_Dataset entries_
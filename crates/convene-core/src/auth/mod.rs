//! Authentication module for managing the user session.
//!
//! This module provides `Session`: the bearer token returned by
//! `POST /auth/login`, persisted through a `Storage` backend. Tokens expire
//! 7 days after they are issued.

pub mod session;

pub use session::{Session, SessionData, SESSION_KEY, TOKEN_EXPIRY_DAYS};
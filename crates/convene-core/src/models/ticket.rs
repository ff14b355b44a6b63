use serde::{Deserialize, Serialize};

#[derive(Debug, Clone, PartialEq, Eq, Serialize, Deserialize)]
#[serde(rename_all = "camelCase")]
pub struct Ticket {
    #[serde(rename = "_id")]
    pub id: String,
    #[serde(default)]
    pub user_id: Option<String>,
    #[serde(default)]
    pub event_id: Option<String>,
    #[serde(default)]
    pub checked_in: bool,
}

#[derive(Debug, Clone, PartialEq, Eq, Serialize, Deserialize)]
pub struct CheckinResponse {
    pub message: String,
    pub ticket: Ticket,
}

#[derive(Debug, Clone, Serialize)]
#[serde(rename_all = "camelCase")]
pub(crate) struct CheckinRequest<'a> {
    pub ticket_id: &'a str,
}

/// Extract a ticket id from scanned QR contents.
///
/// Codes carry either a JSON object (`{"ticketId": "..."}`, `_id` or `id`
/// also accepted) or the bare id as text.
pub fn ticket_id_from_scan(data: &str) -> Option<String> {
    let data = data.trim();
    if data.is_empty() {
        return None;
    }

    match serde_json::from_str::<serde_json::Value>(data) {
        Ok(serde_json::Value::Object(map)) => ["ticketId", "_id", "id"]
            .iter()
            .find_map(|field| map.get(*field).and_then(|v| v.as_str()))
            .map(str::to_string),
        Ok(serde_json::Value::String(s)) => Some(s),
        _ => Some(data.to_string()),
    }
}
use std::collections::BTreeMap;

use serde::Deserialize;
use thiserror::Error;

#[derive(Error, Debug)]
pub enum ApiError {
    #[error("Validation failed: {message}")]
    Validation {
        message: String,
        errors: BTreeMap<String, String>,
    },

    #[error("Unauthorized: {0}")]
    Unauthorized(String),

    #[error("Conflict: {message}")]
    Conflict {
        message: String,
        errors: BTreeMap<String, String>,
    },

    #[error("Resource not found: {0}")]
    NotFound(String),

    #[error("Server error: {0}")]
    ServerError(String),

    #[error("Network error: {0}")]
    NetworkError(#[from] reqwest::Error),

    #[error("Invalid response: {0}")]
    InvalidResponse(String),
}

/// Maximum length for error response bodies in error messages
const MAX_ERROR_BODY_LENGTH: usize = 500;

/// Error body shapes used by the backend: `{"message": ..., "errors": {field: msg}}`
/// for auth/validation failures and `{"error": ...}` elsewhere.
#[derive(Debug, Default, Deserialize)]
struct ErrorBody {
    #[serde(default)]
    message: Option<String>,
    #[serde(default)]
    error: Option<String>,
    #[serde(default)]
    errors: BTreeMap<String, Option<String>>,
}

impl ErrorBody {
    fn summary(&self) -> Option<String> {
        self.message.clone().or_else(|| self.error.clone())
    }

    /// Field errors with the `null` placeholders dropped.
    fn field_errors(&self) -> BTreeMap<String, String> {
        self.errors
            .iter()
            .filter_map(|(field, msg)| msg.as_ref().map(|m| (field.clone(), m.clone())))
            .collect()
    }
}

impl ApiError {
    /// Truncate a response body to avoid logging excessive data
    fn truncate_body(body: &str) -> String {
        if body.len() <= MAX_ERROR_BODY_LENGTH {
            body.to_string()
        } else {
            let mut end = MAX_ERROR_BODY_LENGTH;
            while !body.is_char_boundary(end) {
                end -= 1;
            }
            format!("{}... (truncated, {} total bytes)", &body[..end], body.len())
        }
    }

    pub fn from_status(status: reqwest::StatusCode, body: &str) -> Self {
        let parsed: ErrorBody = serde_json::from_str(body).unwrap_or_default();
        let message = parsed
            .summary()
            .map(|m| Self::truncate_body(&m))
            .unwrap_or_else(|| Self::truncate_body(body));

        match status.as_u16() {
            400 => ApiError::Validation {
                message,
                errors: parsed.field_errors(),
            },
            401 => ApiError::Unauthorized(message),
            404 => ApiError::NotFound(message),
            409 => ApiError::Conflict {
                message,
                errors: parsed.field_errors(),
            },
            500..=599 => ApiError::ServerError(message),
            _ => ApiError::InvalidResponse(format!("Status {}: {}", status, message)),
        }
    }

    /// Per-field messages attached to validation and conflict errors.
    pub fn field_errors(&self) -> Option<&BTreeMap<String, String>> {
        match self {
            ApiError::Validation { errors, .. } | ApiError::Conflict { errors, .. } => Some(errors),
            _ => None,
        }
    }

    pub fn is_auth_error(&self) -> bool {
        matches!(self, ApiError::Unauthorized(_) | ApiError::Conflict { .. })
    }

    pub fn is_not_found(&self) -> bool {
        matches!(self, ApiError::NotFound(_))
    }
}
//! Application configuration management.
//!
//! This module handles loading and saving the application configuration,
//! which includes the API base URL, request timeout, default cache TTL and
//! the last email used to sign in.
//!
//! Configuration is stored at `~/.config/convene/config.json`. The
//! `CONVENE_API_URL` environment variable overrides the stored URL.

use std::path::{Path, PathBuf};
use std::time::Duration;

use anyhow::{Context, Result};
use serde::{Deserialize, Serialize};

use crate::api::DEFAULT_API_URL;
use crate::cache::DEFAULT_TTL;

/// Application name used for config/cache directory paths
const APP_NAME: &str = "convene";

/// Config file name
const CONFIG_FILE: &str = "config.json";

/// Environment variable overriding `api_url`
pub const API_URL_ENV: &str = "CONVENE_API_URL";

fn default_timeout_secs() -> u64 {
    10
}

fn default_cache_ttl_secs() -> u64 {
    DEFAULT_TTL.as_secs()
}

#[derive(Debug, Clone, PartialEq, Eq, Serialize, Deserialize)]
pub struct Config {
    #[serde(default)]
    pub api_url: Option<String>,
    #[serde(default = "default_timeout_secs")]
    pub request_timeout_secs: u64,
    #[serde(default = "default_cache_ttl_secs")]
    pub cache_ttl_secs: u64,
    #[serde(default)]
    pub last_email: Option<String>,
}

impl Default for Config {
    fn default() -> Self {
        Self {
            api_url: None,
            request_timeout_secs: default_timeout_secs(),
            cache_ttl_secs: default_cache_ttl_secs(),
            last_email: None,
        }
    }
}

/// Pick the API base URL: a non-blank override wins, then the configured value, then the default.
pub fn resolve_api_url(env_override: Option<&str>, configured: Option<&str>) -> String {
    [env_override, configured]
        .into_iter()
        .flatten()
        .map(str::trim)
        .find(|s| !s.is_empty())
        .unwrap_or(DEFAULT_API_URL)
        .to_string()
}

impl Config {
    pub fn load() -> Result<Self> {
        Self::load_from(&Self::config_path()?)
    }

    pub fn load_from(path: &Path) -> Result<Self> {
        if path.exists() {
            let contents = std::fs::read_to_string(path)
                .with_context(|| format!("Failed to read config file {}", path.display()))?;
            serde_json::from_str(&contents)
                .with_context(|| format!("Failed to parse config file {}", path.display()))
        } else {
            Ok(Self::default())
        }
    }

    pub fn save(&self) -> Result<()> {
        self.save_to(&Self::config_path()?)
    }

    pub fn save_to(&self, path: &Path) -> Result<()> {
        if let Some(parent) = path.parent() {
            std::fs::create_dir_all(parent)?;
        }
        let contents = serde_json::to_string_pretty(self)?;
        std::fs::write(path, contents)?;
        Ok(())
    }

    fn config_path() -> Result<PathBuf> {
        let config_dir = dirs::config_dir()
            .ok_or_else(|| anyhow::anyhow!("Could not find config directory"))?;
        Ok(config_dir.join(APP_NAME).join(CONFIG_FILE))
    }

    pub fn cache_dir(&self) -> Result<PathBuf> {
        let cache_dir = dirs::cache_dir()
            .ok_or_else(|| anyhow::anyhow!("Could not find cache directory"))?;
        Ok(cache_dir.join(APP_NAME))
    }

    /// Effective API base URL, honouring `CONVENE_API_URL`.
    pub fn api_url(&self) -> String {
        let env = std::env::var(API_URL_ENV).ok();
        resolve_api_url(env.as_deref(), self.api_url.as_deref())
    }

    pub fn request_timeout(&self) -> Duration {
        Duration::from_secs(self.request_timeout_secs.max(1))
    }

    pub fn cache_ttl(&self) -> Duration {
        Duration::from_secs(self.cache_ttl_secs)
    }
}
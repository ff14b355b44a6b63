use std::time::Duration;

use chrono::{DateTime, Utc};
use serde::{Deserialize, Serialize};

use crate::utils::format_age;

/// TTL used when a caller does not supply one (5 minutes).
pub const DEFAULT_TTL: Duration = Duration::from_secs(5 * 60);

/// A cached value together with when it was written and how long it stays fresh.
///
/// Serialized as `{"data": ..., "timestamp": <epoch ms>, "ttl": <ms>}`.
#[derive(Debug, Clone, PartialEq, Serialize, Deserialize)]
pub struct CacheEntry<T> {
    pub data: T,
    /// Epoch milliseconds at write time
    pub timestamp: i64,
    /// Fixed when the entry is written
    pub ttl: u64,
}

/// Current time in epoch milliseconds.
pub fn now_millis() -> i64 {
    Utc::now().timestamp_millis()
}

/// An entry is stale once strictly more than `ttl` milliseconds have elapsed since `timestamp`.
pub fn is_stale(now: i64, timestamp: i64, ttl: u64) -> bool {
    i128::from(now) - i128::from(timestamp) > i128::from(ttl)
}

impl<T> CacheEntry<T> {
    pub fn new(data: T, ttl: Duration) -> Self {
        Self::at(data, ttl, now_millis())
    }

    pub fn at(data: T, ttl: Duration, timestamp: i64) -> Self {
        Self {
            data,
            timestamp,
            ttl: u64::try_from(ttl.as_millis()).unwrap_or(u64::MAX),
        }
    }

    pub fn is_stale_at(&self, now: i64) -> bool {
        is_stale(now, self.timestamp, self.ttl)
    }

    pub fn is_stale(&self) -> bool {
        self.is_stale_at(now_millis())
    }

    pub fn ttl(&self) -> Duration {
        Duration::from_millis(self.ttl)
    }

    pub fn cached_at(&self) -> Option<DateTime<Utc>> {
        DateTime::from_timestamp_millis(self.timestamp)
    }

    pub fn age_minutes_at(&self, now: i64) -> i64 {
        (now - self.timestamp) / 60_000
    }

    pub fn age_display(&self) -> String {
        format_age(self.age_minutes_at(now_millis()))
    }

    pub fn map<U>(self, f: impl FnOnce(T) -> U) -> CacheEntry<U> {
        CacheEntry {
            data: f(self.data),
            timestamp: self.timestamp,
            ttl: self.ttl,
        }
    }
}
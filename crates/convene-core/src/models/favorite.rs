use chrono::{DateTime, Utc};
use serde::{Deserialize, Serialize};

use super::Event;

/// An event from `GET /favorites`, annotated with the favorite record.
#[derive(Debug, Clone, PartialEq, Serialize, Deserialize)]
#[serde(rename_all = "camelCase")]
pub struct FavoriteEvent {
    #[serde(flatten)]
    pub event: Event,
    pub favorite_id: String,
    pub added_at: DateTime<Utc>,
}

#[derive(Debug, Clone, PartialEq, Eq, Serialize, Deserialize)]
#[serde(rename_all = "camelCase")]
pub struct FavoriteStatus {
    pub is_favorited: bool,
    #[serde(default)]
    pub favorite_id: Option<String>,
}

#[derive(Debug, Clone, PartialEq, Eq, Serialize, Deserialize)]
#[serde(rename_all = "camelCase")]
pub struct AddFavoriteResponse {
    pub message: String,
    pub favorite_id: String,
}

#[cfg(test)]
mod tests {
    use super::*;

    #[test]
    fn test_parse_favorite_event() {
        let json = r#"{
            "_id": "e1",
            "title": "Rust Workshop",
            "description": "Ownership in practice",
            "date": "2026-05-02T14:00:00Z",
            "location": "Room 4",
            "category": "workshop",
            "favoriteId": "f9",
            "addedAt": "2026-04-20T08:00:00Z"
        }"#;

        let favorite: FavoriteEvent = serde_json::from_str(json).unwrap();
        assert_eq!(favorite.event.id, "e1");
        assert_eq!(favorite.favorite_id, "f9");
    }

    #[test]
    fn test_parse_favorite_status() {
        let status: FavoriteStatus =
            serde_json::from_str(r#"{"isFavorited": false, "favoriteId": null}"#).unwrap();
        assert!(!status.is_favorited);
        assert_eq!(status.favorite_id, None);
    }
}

_Task item_
Copy every line of the material above in which the string "anyhow" can be found.

_The completed task_
use anyhow::{Context, Result};
            .ok_or_else(|| anyhow::anyhow!("Could not find config directory"))?;
            .ok_or_else(|| anyhow::anyhow!("Could not find cache directory"))?;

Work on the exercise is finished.